In investigating various mechanisms for continued elevated tumor necrosis factor alpha (TNF alpha) production in trauma patients' monocytes (Mphi), we examined TNF receptor (TNFR) levels on the patients' Mphi as a possible altered pathway leading to continued autocrine TNF alpha stimulation. Mphi TNFR synthesis and shedding are both increased as TNF alpha protein production increases. In fatal meningococcal infections, TNFR shedding fails to pace TNF alpha production. Here, isolated normal and trauma patients' Mphi (injury severity score greater than 30), were examined by flow cytometry using phycoerythrin-labeled TNF alpha to detect increased or decreased TNFR expression concomitant to Mphi production of secreted TNF alpha (as measured in the LM bioassay).
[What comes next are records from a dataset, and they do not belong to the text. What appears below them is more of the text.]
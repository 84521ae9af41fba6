//! Concurrency-safe, stale-tolerant cache.
//!
//! Every credential lookup in this crate sits on top of [`StaleCache`]: a
//! keyed cache constructed with a max age and an injected async refresh
//! function. Reads follow a stale-while-revalidate policy:
//!
//! - A key with no entry blocks until the first refresh completes, and
//!   concurrent callers coalesce onto that single refresh (singleflight).
//! - A fresh entry is returned immediately.
//! - A stale entry is returned immediately while exactly one detached
//!   refresh replaces it in the background. Late callers during that window
//!   keep getting the stale value; they never wait for the in-flight
//!   refresh.
//!
//! A failed background refresh leaves the stale entry in place and is
//! retried on the next stale access; its error is only surfaced to callers
//! that have no cached value at all. No lock is held across a refresh call.

use std::collections::HashMap;
use std::collections::hash_map::Entry as MapEntry;
use std::future::Future;
use std::hash::Hash;
use std::pin::Pin;
use std::sync::Arc;
use std::time::{Duration, Instant};
use tokio::sync::{Mutex, broadcast};
use tracing::{debug, warn};

use depfleet_common::CredentialError;

type RefreshFuture<V> = Pin<Box<dyn Future<Output = Result<V, CredentialError>> + Send>>;
type RefreshFn<K, V> = Arc<dyn Fn(K) -> RefreshFuture<V> + Send + Sync>;
type Waiters<V> = broadcast::Sender<Result<V, CredentialError>>;

struct CacheEntry<V> {
    value: V,
    fetched_at: Instant,
    refresh_in_flight: bool,
}

enum Slot<V> {
    /// A value exists; it may be stale.
    Ready(CacheEntry<V>),
    /// The first refresh for this key is still running; waiters subscribe.
    Pending(Waiters<V>),
}

/// What `get` decided to do while holding the map lock.
enum Plan<V> {
    Hit(V),
    StaleRefresh(V),
    Wait(broadcast::Receiver<Result<V, CredentialError>>),
    Fetch(Waiters<V>),
}

/// Keyed stale-while-revalidate cache with singleflight refresh coalescing.
pub struct StaleCache<K, V> {
    max_age: Duration,
    refresh: RefreshFn<K, V>,
    slots: Arc<Mutex<HashMap<K, Slot<V>>>>,
}

impl<K, V> Clone for StaleCache<K, V> {
    fn clone(&self) -> Self {
        Self {
            max_age: self.max_age,
            refresh: Arc::clone(&self.refresh),
            slots: Arc::clone(&self.slots),
        }
    }
}

impl<K, V> StaleCache<K, V>
where
    K: Eq + Hash + Clone + std::fmt::Debug + Send + Sync + 'static,
    V: Clone + Send + Sync + 'static,
{
    /// Create a cache whose entries expire `max_age` after they were
    /// fetched, refreshed through `refresh`.
    pub fn new<F, Fut>(max_age: Duration, refresh: F) -> Self
    where
        F: Fn(K) -> Fut + Send + Sync + 'static,
        Fut: Future<Output = Result<V, CredentialError>> + Send + 'static,
    {
        Self {
            max_age,
            refresh: Arc::new(move |key| Box::pin(refresh(key))),
            slots: Arc::new(Mutex::new(HashMap::new())),
        }
    }

    /// Look up `key`, refreshing per the stale-while-revalidate policy.
    ///
    /// Only a caller with no cached value ever observes a refresh error.
    pub async fn get(&self, key: K) -> Result<V, CredentialError> {
        let plan = {
            let mut slots = self.slots.lock().await;
            match slots.entry(key.clone()) {
                MapEntry::Vacant(vacant) => {
                    let (tx, _rx) = broadcast::channel(1);
                    vacant.insert(Slot::Pending(tx.clone()));
                    Plan::Fetch(tx)
                }
                MapEntry::Occupied(mut occupied) => match occupied.get_mut() {
                    Slot::Pending(tx) => Plan::Wait(tx.subscribe()),
                    Slot::Ready(entry) => {
                        let value = entry.value.clone();
                        if entry.fetched_at.elapsed() < self.max_age || entry.refresh_in_flight {
                            Plan::Hit(value)
                        } else {
                            entry.refresh_in_flight = true;
                            Plan::StaleRefresh(value)
                        }
                    }
                },
            }
        };

        match plan {
            Plan::Hit(value) => Ok(value),
            Plan::StaleRefresh(value) => {
                self.spawn_refresh(key);
                Ok(value)
            }
            Plan::Wait(mut rx) => match rx.recv().await {
                Ok(result) => result,
                // The fetching task died before publishing; treat like any
                // other refresh failure for a caller with no cached value.
                Err(_) => Err(CredentialError::Transient(
                    "cache refresh aborted before completion".to_string(),
                )),
            },
            Plan::Fetch(tx) => self.populate(key, tx).await,
        }
    }

    /// Drop the entry for `key`, forcing the next `get` to block on a fresh
    /// refresh.
    pub async fn invalidate(&self, key: &K) {
        self.slots.lock().await.remove(key);
    }

    /// Number of populated (ready or pending) entries.
    pub async fn len(&self) -> usize {
        self.slots.lock().await.len()
    }

    pub async fn is_empty(&self) -> bool {
        self.slots.lock().await.is_empty()
    }

    /// First fetch for a key: run the refresh, publish the result to every
    /// coalesced waiter, and store the entry on success only.
    async fn populate(&self, key: K, tx: Waiters<V>) -> Result<V, CredentialError> {
        let result = (self.refresh)(key.clone()).await;

        let mut slots = self.slots.lock().await;
        match &result {
            Ok(value) => {
                slots.insert(
                    key,
                    Slot::Ready(CacheEntry {
                        value: value.clone(),
                        fetched_at: Instant::now(),
                        refresh_in_flight: false,
                    }),
                );
            }
            Err(err) => {
                debug!(error = %err, "initial cache fetch failed; nothing stored");
                slots.remove(&key);
            }
        }
        // Publish while still holding the lock: anyone who saw the Pending
        // slot has already subscribed.
        let _ = tx.send(result.clone());
        drop(slots);

        result
    }

    /// Detached refresh for a stale entry: swap the entry on success, keep
    /// the stale value on failure.
    fn spawn_refresh(&self, key: K) {
        let refresh = Arc::clone(&self.refresh);
        let slots = Arc::clone(&self.slots);
        tokio::spawn(async move {
            let result = refresh(key.clone()).await;
            let mut slots = slots.lock().await;
            match result {
                Ok(value) => {
                    slots.insert(
                        key,
                        Slot::Ready(CacheEntry {
                            value,
                            fetched_at: Instant::now(),
                            refresh_in_flight: false,
                        }),
                    );
                }
                Err(err) => {
                    warn!(key = ?key, error = %err, "background refresh failed; keeping stale entry");
                    if let Some(Slot::Ready(entry)) = slots.get_mut(&key) {
                        entry.refresh_in_flight = false;
                    }
                }
            }
        });
    }
}

// =========================================================================
// Tests
// =========================================================================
Immunoaberrant patients (mitogen proliferation depressed) had reduction in detectable TNF alpha binding by their TNFR, while Mphi from immunocompetent (normal mitogen response) trauma patients' Mphi had a TNFR expression intensity comparable to normals' Mphi. Upon in vitro stimulation of TNF alpha (IFN gamma + muramyl dipeptide) normals' and immunocompetent patients' MO TNFR expression is decreased for the entire 18 h period during which secreted TNF alpha is produced, but immunoaberrant trauma patients' Mphi increased their TNFR expression, while concomitantly producing both secreted and cell-associated TNF alpha protein. Patients' Mphi with highly elevated TNF alpha levels are still expressing high levels of TNFR and capable of auto-stimulating TNF alpha production. This elevated TNFR expression could be due to reduced shedding, overproduction of TNFR, or both.